Topics Covered in Class 9 Maths Chapter 1 Exercise 1.1
Different Types of Numbers.
Representation of Numbers.
Operations on Numbers.
Properties of Numbers.
Classifying Numbers.
NCERT Solutions for Class 9 Maths Chapter 1 Number System
ShareShareExercise (1.1)
1. Is zero a rational number? Can you write it in the form $\dfrac{ {p}}{ {q}}$, where $ {p}$ and $ {q}$ are integers and $ {q}\ne {0}$? Describe it.
Ans: Remember that, according to the definition of rational number,
a rational number is a number that can be expressed in the form of $\dfrac{p}{q}$, where $p$ and $q$ are integers and $q\ne \text{0}$.
Now, notice that zero can be represented as $\dfrac{0}{1},\dfrac{0}{2},\dfrac{0}{3},\dfrac{0}{4},\dfrac{0}{5}.....$
Also, it can be expressed as $\dfrac{0}{-1},\dfrac{0}{-2},\dfrac{0}{-3},\dfrac{0}{-4}.....$
Therefore, it is concluded from here that $0$ can be expressed in the form of $\dfrac{p}{q}$, where $p$ and $q$ are integers.

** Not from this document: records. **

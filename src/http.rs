use crate::config::{SampleConfig, MAX_SAMPLE_MS};
use crate::metrics::Metrics;
use crate::probe::CapabilitySource;
use crate::report::assemble_record;
use crate::stats::StatsRecord;
use axum::body::Body;
use axum::extract::{Query, State};
use axum::http::{header::CONTENT_TYPE, HeaderValue, StatusCode};
use axum::response::{IntoResponse, Response};
use axum::{routing::get, Json, Router};
use serde::Deserialize;
use std::sync::Arc;
use std::time::Instant;
use tracing::error;

#[derive(Clone)]
pub struct HttpAppState {
    pub metrics: Arc<Metrics>,
    pub caps: Arc<dyn CapabilitySource>,
    pub sample: SampleConfig,
}

#[derive(Debug, Default, Deserialize)]
pub struct StatsQuery {
    pub sample_ms: Option<String>,
}

pub fn build_router(
    metrics: Arc<Metrics>,
    caps: Arc<dyn CapabilitySource>,
    sample: SampleConfig,
) -> Router {
    Router::new()
        .route("/healthz", get(healthz))
        .route("/metrics", get(metrics_handler))
        .route("/performstat", get(performstat_handler))
        .with_state(HttpAppState {
            metrics,
            caps,
            sample,
        })
}

/// Absent or non-integer values fall back to the default.
pub fn parse_sample_ms(raw: Option<&str>, sample: &SampleConfig) -> i64 {
    let value = raw.and_then(|s| s.trim().parse::<i64>().ok());
    clamp_sample_ms(value, sample)
}

/// Clamps to `[0, max_ms]`, and never past the one second ceiling even when
/// the config was built without validation.
pub fn clamp_sample_ms(value: Option<i64>, sample: &SampleConfig) -> i64 {
    let max = sample.max_ms.min(MAX_SAMPLE_MS) as i64;
    value.unwrap_or(sample.default_ms as i64).clamp(0, max)
}

async fn healthz() -> impl IntoResponse {
    (StatusCode::OK, "ok")
}

async fn metrics_handler(State(state): State<HttpAppState>) -> Response {
    state.metrics.inc_scrape_count();
    match state.metrics.encode_metrics() {
        Ok(encoded) => {
            let mut response = Response::new(Body::from(encoded));
            response.headers_mut().insert(
                CONTENT_TYPE,
                HeaderValue::from_static("text/plain; version=0.0.4"),
            );
            response
        }
        Err(err) => (
            StatusCode::INTERNAL_SERVER_ERROR,
            format!("failed to encode metrics: {err}"),
        )
            .into_response(),
    }
}

async fn performstat_handler(
    State(state): State<HttpAppState>,
    Query(query): Query<StatsQuery>,
) -> Response {
    state.metrics.inc_request("http");
    let sample_ms = parse_sample_ms(query.sample_ms.as_deref(), &state.sample);

    let caps = state.caps.clone();
    let started = Instant::now();
    let record =
        tokio::task::spawn_blocking(move || assemble_record(caps.as_ref(), sample_ms)).await;

    match record {
        Ok(record) => {
            state.metrics.observe_record(&record, started.elapsed());
            Json::<StatsRecord>(record).into_response()
        }
        Err(err) => {
            error!(error = %err, "stats collection task failed");
            (
                StatusCode::INTERNAL_SERVER_ERROR,
                format!("stats collection failed: {err}"),
            )
                .into_response()
        }
    }
}

#[cfg(test)]
mod tests {
    use super::*;
    use crate::testing::{FakeCapabilities, FakeOs, ManagementScript};
    use axum::body::to_bytes;
    use axum::http::Request;
    use tower::ServiceExt;

    fn app_with(caps: FakeCapabilities) -> (Router, Arc<Metrics>) {
        let metrics = Metrics::new().expect("metrics init");
        let app = build_router(metrics.clone(), Arc::new(caps), SampleConfig::default());
        (app, metrics)
    }

    async fn get_body(app: Router, uri: &str) -> (StatusCode, String) {
        let response = app
            .oneshot(Request::builder().uri(uri).body(Body::empty()).unwrap())
            .await
            .unwrap();
        let status = response.status();
        let bytes = to_bytes(response.into_body(), usize::MAX).await.unwrap();
        (status, String::from_utf8(bytes.to_vec()).unwrap())
    }

    #[test]
    fn sample_ms_defaults_and_clamps() {
        let sample = SampleConfig::default();
        assert_eq!(parse_sample_ms(None, &sample), 100);
        assert_eq!(parse_sample_ms(Some("abc"), &sample), 100);
        assert_eq!(parse_sample_ms(Some("1.5"), &sample), 100);
        assert_eq!(parse_sample_ms(Some("250"), &sample), 250);
        assert_eq!(parse_sample_ms(Some("-20"), &sample), 0);
        assert_eq!(parse_sample_ms(Some("999999"), &sample), 1000);
    }

    #[test]
    fn unvalidated_max_cannot_exceed_one_second() {
        let sample = SampleConfig {
            default_ms: 100,
            max_ms: 10_000,
        };
        assert_eq!(parse_sample_ms(Some("9000"), &sample), 1000);
        assert_eq!(clamp_sample_ms(Some(60_000), &sample), 1000);
        assert_eq!(clamp_sample_ms(None, &SampleConfig::default()), 100);
    }

    #[tokio::test]
    async fn healthz_returns_ok() {
        let (app, _) = app_with(FakeCapabilities::default());
        let (status, body) = get_body(app, "/healthz").await;
        assert_eq!(status, StatusCode::OK);
        assert_eq!(body, "ok");
    }

    #[tokio::test]
    async fn performstat_returns_record_json() {
        let (app, metrics) = app_with(FakeCapabilities {
            os: Some(FakeOs::default()),
            management: Some(ManagementScript::default()),
            ..FakeCapabilities::default()
        });
        let (status, body) = get_body(app, "/performstat?sample_ms=oops").await;
        assert_eq!(status, StatusCode::OK);

        let value: serde_json::Value = serde_json::from_str(&body).unwrap();
        assert_eq!(value["ok"], true);
        assert_eq!(value["memory"]["total"], 16u64 * 1024 * 1024 * 1024);
        assert_eq!(value["gpu"]["provider"], "nvidia_management");
        assert_eq!(value["gpu"]["gpus"], serde_json::json!([]));

        let text = String::from_utf8(metrics.encode_metrics().unwrap()).unwrap();
        assert!(text.contains("performstat_requests_total{surface=\"http\"} 1"));
    }

    #[tokio::test]
    async fn performstat_reports_missing_capabilities_as_data() {
        let (app, _) = app_with(FakeCapabilities::default());
        let (status, body) = get_body(app, "/performstat").await;
        assert_eq!(status, StatusCode::OK);

        let value: serde_json::Value = serde_json::from_str(&body).unwrap();
        assert_eq!(
            value["memory"]["error"],
            "sysinfo not available (simulated absence)"
        );
        assert!(value["gpu"]["error"]
            .as_str()
            .unwrap()
            .starts_with("NVML not available"));
    }

    #[tokio::test]
    async fn metrics_contains_uptime() {
        let (app, _) = app_with(FakeCapabilities::default());
        let (status, body) = get_body(app, "/metrics").await;
        assert_eq!(status, StatusCode::OK);
        assert!(body.contains("performstat_uptime_seconds"));
        assert!(body.contains("performstat_scrape_count_total 1"));
    }
}
//! External commands with a hard deadline.
//!
//! Diagnostic tools such as `ioreg` can stall on some machines; a probe
//! request must never wait on them longer than its budget.

use std::io::Read;
use std::process::{Child, Command, ExitStatus, Stdio};
use std::sync::mpsc;
use std::thread;
use std::time::{Duration, Instant};

const POLL_INTERVAL: Duration = Duration::from_millis(10);

#[derive(Debug)]
pub enum SubprocessResult {
    Success(Vec<u8>),
    /// Exited with a non-zero status.
    Failed(ExitStatus),
    /// Still running at the deadline; the child was killed.
    Timeout,
    SpawnError(String),
}

impl SubprocessResult {
    pub fn into_stdout(self, program: &str) -> Result<String, String> {
        match self {
            Self::Success(bytes) => Ok(decode_cmd_stdout(&bytes)),
            Self::Failed(status) => Err(format!("{program} exited with {status}")),
            Self::Timeout => Err(format!("{program} timed out")),
            Self::SpawnError(err) => Err(format!("{program}: {err}")),
        }
    }
}

pub fn run_with_timeout(program: &str, args: &[&str], timeout: Duration) -> SubprocessResult {
    let mut child = match Command::new(program)
        .args(args)
        .stdin(Stdio::null())
        .stdout(Stdio::piped())
        .stderr(Stdio::null())
        .spawn()
    {
        Ok(child) => child,
        Err(err) => return SubprocessResult::SpawnError(err.to_string()),
    };

    // Drain stdout on a side thread so a chatty tool cannot block on a full pipe.
    let (tx, rx) = mpsc::channel();
    if let Some(mut stdout) = child.stdout.take() {
        thread::spawn(move || {
            let mut buf = Vec::new();
            let _ = stdout.read_to_end(&mut buf);
            let _ = tx.send(buf);
        });
    } else {
        let _ = tx.send(Vec::new());
    }

    let deadline = Instant::now() + timeout;
    let status = match wait_until(&mut child, deadline) {
        Some(status) => status,
        None => {
            let _ = child.kill();
            let _ = child.wait();
            return SubprocessResult::Timeout;
        }
    };

    if !status.success() {
        return SubprocessResult::Failed(status);
    }

    let remaining = deadline.saturating_duration_since(Instant::now());
    match rx.recv_timeout(remaining.max(POLL_INTERVAL)) {
        Ok(bytes) => SubprocessResult::Success(bytes),
        Err(_) => SubprocessResult::Timeout,
    }
}

fn wait_until(child: &mut Child, deadline: Instant) -> Option<ExitStatus> {
    loop {
        match child.try_wait() {
            Ok(Some(status)) => return Some(status),
            Ok(None) => {}
            Err(_) => return None,
        }
        let now = Instant::now();
        if now >= deadline {
            return None;
        }
        thread::sleep(POLL_INTERVAL.min(deadline - now));
    }
}

/// Decodes tool output that may be UTF-8 or UTF-16LE, replacing anything
/// undecodable.
pub fn decode_cmd_stdout(bytes: &[u8]) -> String {
    if let Ok(utf8) = std::str::from_utf8(bytes) {
        return utf8.to_string();
    }

    if bytes.len() >= 2 && bytes.len() % 2 == 0 {
        let u16buf: Vec<u16> = bytes
            .chunks_exact(2)
            .map(|pair| u16::from_le_bytes([pair[0], pair[1]]))
            .collect();
        if let Ok(s) = String::from_utf16(&u16buf) {
            return s;
        }
    }

    String::from_utf8_lossy(bytes).to_string()
}

#[cfg(test)]
mod tests {
    use super::*;

    #[test]
    fn decode_handles_utf16_and_garbage() {
        assert_eq!(decode_cmd_stdout(b"plain"), "plain");
        let utf16: Vec<u8> = "Hé".encode_utf16().flat_map(|u| u.to_le_bytes()).collect();
        assert_eq!(decode_cmd_stdout(&utf16), "Hé");
        assert_eq!(decode_cmd_stdout(&[0x66, 0xff, 0x6f]), "f\u{fffd}o");
    }

    #[test]
    fn missing_program_is_spawn_error() {
        let result = run_with_timeout(
            "performstat_no_such_tool_12345",
            &[],
            Duration::from_millis(200),
        );
        assert!(matches!(result, SubprocessResult::SpawnError(_)));
        assert!(result
            .into_stdout("performstat_no_such_tool_12345")
            .unwrap_err()
            .starts_with("performstat_no_such_tool_12345: "));
    }

    #[cfg(unix)]
    #[test]
    fn captures_stdout() {
        let result = run_with_timeout("echo", &["hello"], Duration::from_secs(2));
        assert_eq!(result.into_stdout("echo").unwrap().trim(), "hello");
    }

    #[cfg(unix)]
    #[test]
    fn non_zero_exit_is_failure() {
        let result = run_with_timeout("false", &[], Duration::from_secs(2));
        assert!(matches!(result, SubprocessResult::Failed(_)));
    }

    #[cfg(unix)]
    #[test]
    fn slow_command_is_killed_at_deadline() {
        let start = Instant::now();
        let result = run_with_timeout("sleep", &["10"], Duration::from_millis(100));
        assert!(matches!(result, SubprocessResult::Timeout));
        assert!(start.elapsed() < Duration::from_secs(2));
    }
}
use axum::serve;
use clap::Parser;
use performstat::config::Config;
use performstat::http;
use performstat::metrics::Metrics;
use performstat::node::PerformanceStatsNode;
use performstat::probe::{CapabilitySource, HostCapabilities};
use performstat::report::assemble_record;
use std::net::SocketAddr;
use std::process::ExitCode;
use std::sync::Arc;
use tokio::net::TcpListener;
use tokio::sync::watch;
use tracing::{error, info};
use tracing_subscriber::EnvFilter;

#[derive(Parser, Debug)]
#[command(name = "performstat")]
#[command(version)]
struct Cli {
    /// YAML config; built-in defaults are used when omitted.
    #[arg(long)]
    config: Option<String>,
    #[arg(long)]
    print_default_config: bool,
    /// Overrides `listen` from the config.
    #[arg(long)]
    listen: Option<String>,
    /// Print the text report once and exit.
    #[arg(long, conflicts_with = "json")]
    report: bool,
    /// Print the JSON record once and exit.
    #[arg(long, conflicts_with = "report")]
    json: bool,
    #[arg(long)]
    sample_ms: Option<i64>,
}

#[tokio::main]
async fn main() -> ExitCode {
    init_tracing();

    let cli = Cli::parse();
    if cli.print_default_config {
        println!("{}", Config::example_yaml());
        return ExitCode::SUCCESS;
    }

    let mut cfg = match &cli.config {
        Some(path) => match Config::load_from_file(path) {
            Ok(cfg) => cfg,
            Err(err) => {
                error!(error = %err, "failed to load configuration");
                return ExitCode::FAILURE;
            }
        },
        None => Config::default(),
    };
    if let Some(listen) = cli.listen {
        cfg.listen = listen;
    }

    let gpu = match cfg.gpu.settings() {
        Ok(gpu) => gpu,
        Err(err) => {
            error!(error = %err, "invalid GPU settings");
            return ExitCode::FAILURE;
        }
    };
    let caps: Arc<dyn CapabilitySource> = Arc::new(HostCapabilities::new(gpu));

    if cli.report || cli.json {
        let sample_ms = http::clamp_sample_ms(cli.sample_ms, &cfg.sample);
        return print_once(caps, sample_ms, cli.json).await;
    }

    let addr: SocketAddr = match cfg.listen.parse() {
        Ok(addr) => addr,
        Err(err) => {
            error!(error = %err, listen = %cfg.listen, "invalid listen address");
            return ExitCode::FAILURE;
        }
    };

    let metrics = match Metrics::new() {
        Ok(m) => m,
        Err(err) => {
            error!(error = %err, "failed to initialise metrics");
            return ExitCode::FAILURE;
        }
    };

    let listener = match TcpListener::bind(addr).await {
        Ok(l) => l,
        Err(err) => {
            error!(error = %err, "failed to bind HTTP listener");
            return ExitCode::FAILURE;
        }
    };

    info!(
        listen = %addr,
        default_sample_ms = cfg.sample.default_ms,
        max_sample_ms = cfg.sample.max_ms,
        gpu = cfg.gpu.enabled,
        "starting performstat"
    );

    let (shutdown_tx, mut shutdown_rx) = watch::channel(false);
    let app = http::build_router(metrics, caps, cfg.sample);
    let http_task = tokio::spawn(async move {
        let server = serve(listener, app).with_graceful_shutdown(async move {
            let _ = shutdown_rx.changed().await;
        });
        if let Err(err) = server.await {
            error!(error = %err, "HTTP server error");
        }
    });

    if let Err(err) = tokio::signal::ctrl_c().await {
        error!(error = %err, "failed to wait for Ctrl+C");
    }
    info!("received Ctrl+C, shutting down");

    let _ = shutdown_tx.send(true);
    let _ = http_task.await;
    ExitCode::SUCCESS
}

async fn print_once(caps: Arc<dyn CapabilitySource>, sample_ms: i64, json: bool) -> ExitCode {
    let output = tokio::task::spawn_blocking(move || {
        if json {
            serde_json::to_string_pretty(&assemble_record(caps.as_ref(), sample_ms))
                .map_err(|err| err.to_string())
        } else {
            Ok(PerformanceStatsNode::new(caps).get_stats(Some(sample_ms)))
        }
    })
    .await;

    match output {
        Ok(Ok(text)) => {
            println!("{text}");
            ExitCode::SUCCESS
        }
        Ok(Err(err)) => {
            error!(error = %err, "failed to serialise stats");
            ExitCode::FAILURE
        }
        Err(err) => {
            error!(error = %err, "stats collection task failed");
            ExitCode::FAILURE
        }
    }
}

fn init_tracing() {
    let filter = EnvFilter::try_from_default_env().unwrap_or_else(|_| EnvFilter::new("info"));
    tracing_subscriber::fmt()
        .with_env_filter(filter)
        .with_writer(std::io::stderr)
        .init();
}
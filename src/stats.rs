use serde::Serialize;

#[derive(Debug, Clone, PartialEq, Serialize)]
pub struct MemoryReading {
    #[serde(rename = "percent")]
    pub percent_used: f64,
    #[serde(rename = "used")]
    pub used_bytes: u64,
    #[serde(rename = "total")]
    pub total_bytes: u64,
}

#[derive(Debug, Clone, PartialEq, Serialize)]
pub struct CpuReading {
    #[serde(rename = "total")]
    pub total_percent: f64,
    #[serde(rename = "per_core")]
    pub per_core_percent: Vec<f64>,
    #[serde(rename = "cores")]
    pub core_count: usize,
    pub memory: MemoryReading,
    pub swap: MemoryReading,
}

#[derive(Debug, Clone, Copy, PartialEq, Eq, Serialize)]
#[serde(rename_all = "snake_case")]
pub enum GpuProvider {
    NvidiaManagement,
    AcceleratorRuntime,
    AppleIntegrated,
    None,
}

#[derive(Debug, Clone, Copy, PartialEq, Eq, Serialize)]
#[serde(rename_all = "snake_case")]
pub enum DeviceStatus {
    Active,
    Idle,
}

impl DeviceStatus {
    pub fn as_str(self) -> &'static str {
        match self {
            Self::Active => "active",
            Self::Idle => "idle",
        }
    }
}

/// One accelerator as seen by whichever backend answered.
///
/// Fields a backend cannot measure stay `None`; they are never filled with
/// zeros.
#[derive(Debug, Clone, PartialEq, Default, Serialize)]
pub struct GpuDevice {
    pub index: u32,
    pub name: String,
    #[serde(rename = "util_gpu", skip_serializing_if = "Option::is_none")]
    pub util_gpu_percent: Option<f64>,
    #[serde(rename = "util_mem", skip_serializing_if = "Option::is_none")]
    pub util_mem_percent: Option<f64>,
    #[serde(rename = "vram_used", skip_serializing_if = "Option::is_none")]
    pub vram_used_bytes: Option<u64>,
    #[serde(rename = "vram_total", skip_serializing_if = "Option::is_none")]
    pub vram_total_bytes: Option<u64>,
    #[serde(rename = "temp", skip_serializing_if = "Option::is_none")]
    pub temperature_c: Option<f64>,
    #[serde(skip_serializing_if = "Option::is_none")]
    pub status: Option<DeviceStatus>,
    #[serde(rename = "allocated", skip_serializing_if = "Option::is_none")]
    pub allocated_bytes: Option<u64>,
    #[serde(rename = "reserved", skip_serializing_if = "Option::is_none")]
    pub reserved_bytes: Option<u64>,
    /// Set when `util_gpu_percent` is the VRAM share rather than a measurement.
    #[serde(skip_serializing_if = "std::ops::Not::not")]
    pub util_gpu_estimated: bool,
}

#[derive(Debug, Clone, PartialEq, Serialize)]
#[serde(untagged)]
pub enum GpuReport {
    Devices {
        provider: GpuProvider,
        #[serde(rename = "gpus")]
        devices: Vec<GpuDevice>,
    },
    Error {
        error: String,
    },
}

impl GpuReport {
    pub fn devices(provider: GpuProvider, devices: Vec<GpuDevice>) -> Self {
        Self::Devices { provider, devices }
    }

    pub fn error(message: impl Into<String>) -> Self {
        Self::Error {
            error: message.into(),
        }
    }

    pub fn is_error(&self) -> bool {
        matches!(self, Self::Error { .. })
    }
}

#[derive(Debug, Clone, PartialEq, Serialize)]
#[serde(untagged)]
pub enum MemorySection {
    Reading(MemoryReading),
    Error { error: String },
}

#[derive(Debug, Clone, PartialEq, Serialize)]
pub struct StatsRecord {
    pub ok: bool,
    pub memory: MemorySection,
    pub gpu: GpuReport,
}
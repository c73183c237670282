//! Turning raw GeoNames records into typed tables
//!
//! Both aggregators map every raw record to one row, substituting empty
//! text or NaN for anything the record lacks, and build the table once.

pub mod geo;
pub mod weather;

pub use geo::build_candidate_table;
pub use weather::build_reading_table;
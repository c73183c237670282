//! Location Resolution Module
//!
//! Turns free text typed by the user into the ranked list of GeoNames
//! candidates the map is drawn from.

use tracing::{debug, instrument};

use crate::aggregate::build_candidate_table;
use crate::geonames::GeoClient;
use crate::models::LocationCandidate;
use crate::text::normalize;
use crate::{Result, WeatherMapError};

/// Service for resolving place names
#[derive(Debug, Clone)]
pub struct LocationResolver {
    geo: GeoClient,
}

impl LocationResolver {
    #[must_use]
    pub fn new(geo: GeoClient) -> Self {
        Self { geo }
    }

    /// Query text actually sent upstream: normalized, outer spaces removed
    #[must_use]
    pub fn clean_query(raw: &str) -> String {
        normalize(raw).trim().to_string()
    }

    /// Ranked candidates for `raw_query`, best first.
    ///
    /// Input with nothing searchable left after cleaning is reported as not
    /// found without contacting GeoNames.
    #[instrument(skip(self))]
    pub async fn resolve_candidates(&self, raw_query: &str) -> Result<Vec<LocationCandidate>> {
        let query = Self::clean_query(raw_query);
        if query.is_empty() {
            debug!("Nothing left to search after cleaning the query");
            return Err(WeatherMapError::no_location_found(raw_query));
        }

        let raw = self.geo.fetch_candidates(&query).await?;
        let candidates = build_candidate_table(&raw);

        let Some(best) = candidates.first() else {
            debug!("No candidates found for '{}'", query);
            return Err(WeatherMapError::no_location_found(query));
        };

        debug!(
            "Resolved '{}' to {} candidates, best: {} ({})",
            query,
            candidates.len(),
            best.display_name(),
            best.format_coordinates()
        );

        Ok(candidates)
    }
}

#[cfg(test)]
mod tests {
    use super::*;
    use crate::config::GeoNamesConfig;
    use crate::geonames::GeoNamesClient;

    #[test]
    fn test_clean_query_trims_after_normalizing() {
        assert_eq!(LocationResolver::clean_query("Madrid "), "Madrid");
        assert_eq!(LocationResolver::clean_query("  (New York) "), "New York");
        assert_eq!(LocationResolver::clean_query("¿?"), "");
    }

    #[tokio::test]
    async fn test_blank_query_is_not_found_without_request() {
        // nothing listens here; a request would surface as a network error
        let config = GeoNamesConfig {
            username: "tester".to_string(),
            base_url: "http://127.0.0.1:9".to_string(),
            timeout_seconds: 1,
        };
        let resolver = LocationResolver::new(GeoClient::new(GeoNamesClient::new(&config).unwrap()));

        let err = resolver.resolve_candidates(" ¡!¿? ").await.unwrap_err();
        assert!(matches!(err, WeatherMapError::NoLocationFound { .. }));
    }
}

Hence, zero must be a rational number.
2. Find any six rational numbers between $ {3}$ and $ {4}$.
Ans: It is known that there are infinitely many rational numbers between any two numbers. Since we need to find $6$ rational numbers between $3$ and $4$, so multiply and divide the numbers by $7$ (or by any number greater than $6$)
Then it gives,
$\begin{align} & 3=3\times \dfrac{7}{7}=\dfrac{21}{7} \\ & 4=4\times \dfrac{7}{7}=\dfrac{28}{7} \\ \end{align}$
Hence, $6$ rational numbers found between $3$ and $4$ are $\dfrac{22}{7},\dfrac{23}{7},\dfrac{24}{7},\dfrac{25}{7},\dfrac{26}{7},\dfrac{27}{7}$.
3. Find any five rational numbers between $\dfrac{ {3}}{ {5}}$ and $\dfrac{ {4}}{ {5}}$.
Ans: It is known that there are infinitely many rational numbers between any two numbers.
Since here we need to find five rational numbers between $\dfrac{3}{5}$ and $\dfrac{4}{5}$, so multiply and divide by $6$ (or by any number greater than $5$).
Then it gives,
$\dfrac{3}{5}=\dfrac{3}{5}\times \dfrac{6}{6}=\dfrac{18}{30}$,
$\dfrac{4}{5}=\dfrac{4}{5}\times \dfrac{6}{6}=\dfrac{24}{30}$.
Hence, $5$ rational numbers found between $\dfrac{3}{5}$ and $\dfrac{4}{5}$ are $\dfrac{19}{30},\dfrac{20}{30},\dfrac{21}{30},\dfrac{22}{30},\dfrac{23}{30}$.
4. State whether the following statements are true or false. Give reasons for your answers.
(i) Every natural number is a whole number.
Ans: Write the whole numbers and natural numbers in a separate manner.
It is known that the whole number series is $0,1,2,3,4,5.....$. and
the natural number series is $1,2,3,4,5.....$.
Therefore, it is concluded that all the natural numbers lie in the whole number series as represented in the diagram given below.
Thus, it is concluded that every natural number is a whole number.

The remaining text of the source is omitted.